Only the lines with the string "configuration" are needed; return each of them from the entries below.

──────────

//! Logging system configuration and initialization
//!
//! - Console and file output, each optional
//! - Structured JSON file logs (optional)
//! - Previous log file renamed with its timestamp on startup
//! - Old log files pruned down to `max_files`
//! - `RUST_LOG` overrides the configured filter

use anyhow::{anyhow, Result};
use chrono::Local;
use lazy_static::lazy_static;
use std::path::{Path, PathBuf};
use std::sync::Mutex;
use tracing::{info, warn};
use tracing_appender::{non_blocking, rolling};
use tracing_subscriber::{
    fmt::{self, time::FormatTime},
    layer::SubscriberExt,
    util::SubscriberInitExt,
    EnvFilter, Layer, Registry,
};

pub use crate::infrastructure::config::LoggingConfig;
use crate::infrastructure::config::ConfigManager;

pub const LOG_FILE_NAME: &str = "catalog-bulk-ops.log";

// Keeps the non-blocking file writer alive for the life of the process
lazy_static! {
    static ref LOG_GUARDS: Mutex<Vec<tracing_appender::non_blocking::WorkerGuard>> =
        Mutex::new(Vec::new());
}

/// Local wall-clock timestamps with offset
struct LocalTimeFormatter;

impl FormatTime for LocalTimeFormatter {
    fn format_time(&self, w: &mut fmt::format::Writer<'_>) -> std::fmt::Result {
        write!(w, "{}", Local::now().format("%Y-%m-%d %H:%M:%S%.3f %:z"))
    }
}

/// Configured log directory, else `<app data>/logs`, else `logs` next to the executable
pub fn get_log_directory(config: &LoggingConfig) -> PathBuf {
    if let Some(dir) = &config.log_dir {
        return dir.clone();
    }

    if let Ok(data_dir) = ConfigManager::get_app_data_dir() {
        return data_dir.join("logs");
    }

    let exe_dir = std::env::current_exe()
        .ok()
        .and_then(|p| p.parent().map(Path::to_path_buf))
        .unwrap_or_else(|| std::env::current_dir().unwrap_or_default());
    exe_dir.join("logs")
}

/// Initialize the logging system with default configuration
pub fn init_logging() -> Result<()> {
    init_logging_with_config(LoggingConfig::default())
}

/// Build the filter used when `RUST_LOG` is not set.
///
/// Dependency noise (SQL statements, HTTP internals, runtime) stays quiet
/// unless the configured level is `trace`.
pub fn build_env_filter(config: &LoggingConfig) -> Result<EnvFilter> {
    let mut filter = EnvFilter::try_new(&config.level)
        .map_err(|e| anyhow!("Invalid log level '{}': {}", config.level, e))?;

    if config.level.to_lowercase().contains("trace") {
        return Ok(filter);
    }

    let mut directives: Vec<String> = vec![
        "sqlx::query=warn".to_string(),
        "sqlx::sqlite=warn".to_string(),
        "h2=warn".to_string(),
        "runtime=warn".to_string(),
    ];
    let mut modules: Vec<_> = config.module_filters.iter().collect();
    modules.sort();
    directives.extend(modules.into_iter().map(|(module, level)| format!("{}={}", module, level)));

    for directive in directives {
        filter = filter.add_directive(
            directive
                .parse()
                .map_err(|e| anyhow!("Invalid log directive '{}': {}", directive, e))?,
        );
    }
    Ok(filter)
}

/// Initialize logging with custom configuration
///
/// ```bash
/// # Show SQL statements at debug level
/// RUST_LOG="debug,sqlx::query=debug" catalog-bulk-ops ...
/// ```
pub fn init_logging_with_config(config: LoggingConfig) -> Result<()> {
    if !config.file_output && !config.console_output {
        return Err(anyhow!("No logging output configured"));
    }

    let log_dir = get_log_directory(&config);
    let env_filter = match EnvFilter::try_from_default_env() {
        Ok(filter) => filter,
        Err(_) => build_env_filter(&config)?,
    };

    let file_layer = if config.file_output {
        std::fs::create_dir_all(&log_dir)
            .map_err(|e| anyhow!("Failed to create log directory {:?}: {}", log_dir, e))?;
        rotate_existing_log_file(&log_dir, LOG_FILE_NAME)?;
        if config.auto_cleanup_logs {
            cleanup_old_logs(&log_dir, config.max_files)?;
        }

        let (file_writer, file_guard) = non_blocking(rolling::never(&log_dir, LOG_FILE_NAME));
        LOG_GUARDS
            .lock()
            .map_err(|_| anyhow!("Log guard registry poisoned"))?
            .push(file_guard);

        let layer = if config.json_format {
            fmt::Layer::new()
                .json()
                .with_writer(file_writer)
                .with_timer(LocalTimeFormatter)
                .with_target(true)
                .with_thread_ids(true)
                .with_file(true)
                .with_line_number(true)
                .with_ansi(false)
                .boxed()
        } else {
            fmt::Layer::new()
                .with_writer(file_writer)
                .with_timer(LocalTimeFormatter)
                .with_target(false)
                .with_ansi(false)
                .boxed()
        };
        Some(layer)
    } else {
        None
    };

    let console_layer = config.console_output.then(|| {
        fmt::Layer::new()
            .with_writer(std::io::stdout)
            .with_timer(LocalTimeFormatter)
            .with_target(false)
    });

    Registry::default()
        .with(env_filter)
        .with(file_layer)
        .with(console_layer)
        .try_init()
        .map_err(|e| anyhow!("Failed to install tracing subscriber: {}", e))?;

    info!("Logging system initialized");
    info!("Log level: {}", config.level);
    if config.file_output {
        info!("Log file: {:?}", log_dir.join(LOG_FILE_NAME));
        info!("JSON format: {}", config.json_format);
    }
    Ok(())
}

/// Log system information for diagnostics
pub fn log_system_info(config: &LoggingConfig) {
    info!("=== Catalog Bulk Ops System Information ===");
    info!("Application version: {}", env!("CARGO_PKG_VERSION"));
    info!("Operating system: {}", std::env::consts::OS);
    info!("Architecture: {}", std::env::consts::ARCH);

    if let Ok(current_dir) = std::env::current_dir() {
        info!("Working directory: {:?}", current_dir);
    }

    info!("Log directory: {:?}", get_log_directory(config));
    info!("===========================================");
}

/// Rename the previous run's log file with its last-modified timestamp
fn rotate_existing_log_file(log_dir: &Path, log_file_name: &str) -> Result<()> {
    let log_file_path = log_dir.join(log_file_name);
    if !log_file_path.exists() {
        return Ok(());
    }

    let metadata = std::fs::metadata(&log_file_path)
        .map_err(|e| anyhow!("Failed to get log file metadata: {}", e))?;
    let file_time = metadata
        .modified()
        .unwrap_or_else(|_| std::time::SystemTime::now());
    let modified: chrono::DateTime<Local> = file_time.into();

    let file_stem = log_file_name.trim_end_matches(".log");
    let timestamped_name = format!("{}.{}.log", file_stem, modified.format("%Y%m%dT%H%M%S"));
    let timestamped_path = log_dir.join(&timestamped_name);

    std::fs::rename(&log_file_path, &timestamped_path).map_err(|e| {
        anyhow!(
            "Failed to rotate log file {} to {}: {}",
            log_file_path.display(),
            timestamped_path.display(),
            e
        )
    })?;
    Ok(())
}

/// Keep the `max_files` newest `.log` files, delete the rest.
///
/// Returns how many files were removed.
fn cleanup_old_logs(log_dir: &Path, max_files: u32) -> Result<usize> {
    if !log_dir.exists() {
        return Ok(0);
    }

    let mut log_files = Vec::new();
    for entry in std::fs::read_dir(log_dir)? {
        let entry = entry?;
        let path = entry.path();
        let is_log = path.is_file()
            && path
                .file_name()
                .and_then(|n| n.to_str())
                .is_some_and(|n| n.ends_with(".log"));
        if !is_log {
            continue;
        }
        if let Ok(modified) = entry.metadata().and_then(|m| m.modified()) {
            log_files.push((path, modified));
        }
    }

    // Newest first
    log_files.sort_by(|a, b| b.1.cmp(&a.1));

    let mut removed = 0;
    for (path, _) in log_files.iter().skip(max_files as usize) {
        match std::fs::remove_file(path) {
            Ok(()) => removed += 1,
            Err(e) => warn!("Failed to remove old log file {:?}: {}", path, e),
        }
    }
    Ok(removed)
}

──────────

◆ **Solution to the exercise**:
//! Logging system configuration and initialization
/// Initialize the logging system with default configuration
/// Initialize logging with custom configuration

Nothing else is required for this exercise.